## Directions for this task
Write out exactly what each line says, starting with the first line below and ending on the one with "Timestamps sent to".

Records excerpted from a collection
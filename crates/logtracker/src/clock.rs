// Copyright (c) 2025 Geoffrey Huntley <ghuntley@ghuntley.com>. All rights reserved.
// SPDX-License-Identifier: Proprietary

//! Time sources used for request timestamps and event durations.

use std::sync::{Mutex, PoisonError};
use std::time::{Duration, Instant};

use chrono::{DateTime, Utc};

/// Wall-clock and monotonic time for the client.
///
/// Timestamps sent to the collector come from [`Clock::now`]. Event durations
/// are measured between two [`Clock::monotonic`] readings so they are not
/// affected by wall-clock adjustments.
pub trait Clock: Send + Sync + std::fmt::Debug {
	fn now(&self) -> DateTime<Utc>;

	fn monotonic(&self) -> Instant;
}

/// The operating system clocks.
#[derive(Debug, Clone, Copy, Default)]
pub struct SystemClock;

impl Clock for SystemClock {
	fn now(&self) -> DateTime<Utc> {
		Utc::now()
	}

	fn monotonic(&self) -> Instant {
		Instant::now()
	}
}

/// A clock that only moves when told to.
///
/// ```
/// use logtracker::{Clock, ManualClock};
/// use std::time::Duration;
///
/// let clock = ManualClock::new(chrono::Utc::now());
/// let start = clock.monotonic();
/// clock.advance(Duration::from_millis(250));
/// assert_eq!(clock.monotonic() - start, Duration::from_millis(250));
/// ```
#[derive(Debug)]
pub struct ManualClock {
	origin: Instant,
	state: Mutex<ManualState>,
}

#[derive(Debug)]
struct ManualState {
	wall: DateTime<Utc>,
	elapsed: Duration,
}

impl ManualClock {
	pub fn new(wall: DateTime<Utc>) -> Self {
		Self {
			origin: Instant::now(),
			state: Mutex::new(ManualState {
				wall,
				elapsed: Duration::ZERO,
			}),
		}
	}

	/// Moves both the wall clock and the monotonic clock forward.
	pub fn advance(&self, by: Duration) {
		let mut state = self.state.lock().unwrap_or_else(PoisonError::into_inner);
		state.elapsed += by;
		if let Ok(delta) = chrono::Duration::from_std(by) {
			state.wall += delta;
		}
	}

	/// Sets the wall clock without touching the monotonic clock, like an NTP step.
	pub fn set_wall(&self, wall: DateTime<Utc>) {
		self.state.lock().unwrap_or_else(PoisonError::into_inner).wall = wall;
	}
}

impl Clock for ManualClock {
	fn now(&self) -> DateTime<Utc> {
		self.state.lock().unwrap_or_else(PoisonError::into_inner).wall
	}

	fn monotonic(&self) -> Instant {
		self.origin + self.state.lock().unwrap_or_else(PoisonError::into_inner).elapsed
	}
}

## Response below
filename crates/logtracker/src/clock.rs
// Copyright (c) 2025 Geoffrey Huntley <ghuntley@ghuntley.com>. All rights reserved.
// SPDX-License-Identifier: Proprietary

//! Time sources used for request timestamps and event durations.

use std::sync::{Mutex, PoisonError};
use std::time::{Duration, Instant};

use chrono::{DateTime, Utc};

/// Wall-clock and monotonic time for the client.
///
/// Timestamps sent to the collector come from [`Clock::now`]. Event durations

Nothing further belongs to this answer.